//! Meal history tools
//!
//! Session-scoped save/list/clear and daily carbohydrate summaries.

use serde::Serialize;

use crate::models::{MealHistoryEntry, SessionState, RECOMMENDED_DAILY_CARBS_G};

/// Response for save_meal
#[derive(Debug, Serialize)]
pub struct SaveMealResponse {
    pub saved: MealHistoryEntry,
    pub total_entries: usize,
}

/// Save a meal to the session history
///
/// When food/carbs/calories are omitted the most recent analysis is
/// saved; explicit values always win.
pub fn save_meal(
    state: &mut SessionState,
    food: Option<String>,
    carbs: Option<f64>,
    calories: Option<f64>,
) -> Result<SaveMealResponse, String> {
    let last = state.last_analysis.clone();
    let food = food
        .or_else(|| last.as_ref().map(|a| a.identified_food.clone()))
        .ok_or_else(|| "no food given and no analysis to save; run analyze_meal_photo first".to_string())?;
    let carbs = carbs
        .or_else(|| last.as_ref().map(|a| a.nutrition.carbs))
        .ok_or_else(|| "no carbs given and no analysis to save".to_string())?;
    let calories = calories
        .or_else(|| last.as_ref().map(|a| a.nutrition.calories))
        .ok_or_else(|| "no calories given and no analysis to save".to_string())?;

    if carbs < 0.0 || calories < 0.0 {
        return Err("carbs and calories must be non-negative".to_string());
    }

    let saved = state.save_meal_now(&food, carbs, calories);
    Ok(SaveMealResponse {
        saved,
        total_entries: state.len(),
    })
}

/// Response for get_meal_history
#[derive(Debug, Serialize)]
pub struct MealHistoryResponse {
    /// Entries, most recent first
    pub entries: Vec<MealHistoryEntry>,
    pub total: usize,
}

pub fn get_meal_history(state: &SessionState) -> MealHistoryResponse {
    let entries = state.entries_desc();
    MealHistoryResponse {
        total: entries.len(),
        entries,
    }
}

/// Response for clear_meal_history
#[derive(Debug, Serialize)]
pub struct ClearHistoryResponse {
    pub cleared: usize,
}

pub fn clear_meal_history(state: &mut SessionState) -> ClearHistoryResponse {
    ClearHistoryResponse {
        cleared: state.clear(),
    }
}

/// One day's intake next to the recommended minimum
#[derive(Debug, Serialize)]
pub struct DailySummaryRow {
    pub date: String,
    pub carbs: f64,
    pub calories: f64,
    pub meals: usize,
    /// Carbs relative to the recommended daily minimum (negative = under)
    pub carbs_vs_recommended_min: f64,
}

/// Response for daily_carb_summary
#[derive(Debug, Serialize)]
pub struct DailySummaryResponse {
    pub days: Vec<DailySummaryRow>,
    pub recommended_min_carbs_g: f64,
}

/// Aggregate saved meals per date
///
/// With `date` set, only that day is reported (empty when nothing was
/// saved for it).
pub fn daily_carb_summary(state: &SessionState, date: Option<&str>) -> DailySummaryResponse {
    let days = state
        .daily_totals()
        .into_iter()
        .filter(|total| date.map_or(true, |d| total.date == d))
        .map(|total| DailySummaryRow {
            carbs_vs_recommended_min: crate::food::round1(total.carbs - RECOMMENDED_DAILY_CARBS_G),
            date: total.date,
            carbs: total.carbs,
            calories: total.calories,
            meals: total.meals,
        })
        .collect();

    DailySummaryResponse {
        days,
        recommended_min_carbs_g: RECOMMENDED_DAILY_CARBS_G,
    }
}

[THE TASK]: Determine how many lines of the data contain "given" and give nothing but that number.

[ANSWER SECTION]: 3